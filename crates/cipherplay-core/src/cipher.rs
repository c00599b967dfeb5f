//! Caesar cipher engine — shift normalization, encryption, decryption
//!
//! The cipher rotates ASCII letters within their own case's 26-letter
//! alphabet; every other character (digits, punctuation, whitespace,
//! non-ASCII letters) passes through unchanged, in its original position.
//!
//! # Guarantees
//!
//! - **Deterministic**: same input always produces the same output
//! - **Pure**: no shared state, reentrant-safe
//! - **Invertible**: `decrypt(encrypt(t, s), s) == t` for every shift,
//!   including 0 and multiples of 26
//! - **Length preserving**: output has the same character count as input

use crate::{Error, Result};

/// Number of letters in the rotation alphabet
pub const ALPHABET_LEN: i64 = 26;

/// A shift amount, canonicalized to the residue range `[0, 25]`.
///
/// Any integer is accepted — negative or far out of range — and reduced
/// with true mathematical (Euclidean) modulo, so `Shift::new(s)` equals
/// `Shift::new(s + 26k)` for every `k`.
#[derive(Debug, Clone, Copy, PartialEq, Eq, Hash, serde::Serialize, serde::Deserialize)]
#[serde(transparent)]
pub struct Shift(u8);

impl Shift {
    /// Canonicalize an arbitrary integer shift into `[0, 25]`
    pub fn new(raw: i64) -> Self {
        // rem_euclid is ((raw % 26) + 26) % 26 — never negative
        Shift(raw.rem_euclid(ALPHABET_LEN) as u8)
    }

    /// Canonicalize a floating-point shift coming from an untyped boundary.
    ///
    /// # Errors
    /// Returns `InvalidShift` if the value is not finite or not
    /// integer-valued (e.g. `NaN`, `inf`, `3.5`).
    pub fn try_from_f64(raw: f64) -> Result<Self> {
        if !raw.is_finite() {
            return Err(Error::InvalidShift(format!(
                "shift must be a finite number, got {}",
                raw
            )));
        }
        if raw.fract() != 0.0 {
            return Err(Error::InvalidShift(format!(
                "shift must be integer-valued, got {}",
                raw
            )));
        }
        // i64::MAX as f64 rounds up to 2^63, which the cast would saturate;
        // treat everything at or beyond the i64 range as out of range
        if raw < i64::MIN as f64 || raw >= i64::MAX as f64 {
            return Err(Error::InvalidShift(format!(
                "shift magnitude too large: {}",
                raw
            )));
        }
        Ok(Self::new(raw as i64))
    }

    /// Canonical value in `[0, 25]`
    pub fn value(self) -> u8 {
        self.0
    }

    /// The shift that undoes this one: `26 - n`, normalized.
    ///
    /// The inverse of 0 is 0 (26 normalizes back to 0), so decrypting an
    /// unshifted message is the identity rather than a wrap-around error.
    pub fn inverse(self) -> Self {
        Shift::new(ALPHABET_LEN - i64::from(self.0))
    }
}

impl From<i64> for Shift {
    fn from(raw: i64) -> Self {
        Shift::new(raw)
    }
}

impl std::fmt::Display for Shift {
    fn fmt(&self, f: &mut std::fmt::Formatter) -> std::fmt::Result {
        write!(f, "{}", self.0)
    }
}

/// Encrypt text by rotating each ASCII letter forward by `shift` positions.
///
/// Case is preserved: uppercase stays uppercase, lowercase stays lowercase.
/// Non-letter characters are emitted unchanged.
pub fn encrypt(text: &str, shift: Shift) -> String {
    let n = shift.value();
    text.chars().map(|c| rotate_char(c, n)).collect()
}

/// Decrypt text previously encrypted with `shift`.
///
/// Decryption with shift `n` is encryption with shift `26 - n`: the two
/// amounts sum to 0 mod 26, so the composition is the identity.
pub fn decrypt(text: &str, shift: Shift) -> String {
    encrypt(text, shift.inverse())
}

fn rotate_char(c: char, n: u8) -> char {
    match c {
        'a'..='z' => (((c as u8 - b'a' + n) % 26) + b'a') as char,
        'A'..='Z' => (((c as u8 - b'A' + n) % 26) + b'A') as char,
        _ => c,
    }
}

⁂

§ REQUIREMENT: Check each line of the entries, and copy the ones that contain "ASCII".

§ EXERCISE RESPONSE:
//! The cipher rotates ASCII letters within their own case's 26-letter
//! non-ASCII letters) passes through unchanged, in its original position.
/// Encrypt text by rotating each ASCII letter forward by `shift` positions.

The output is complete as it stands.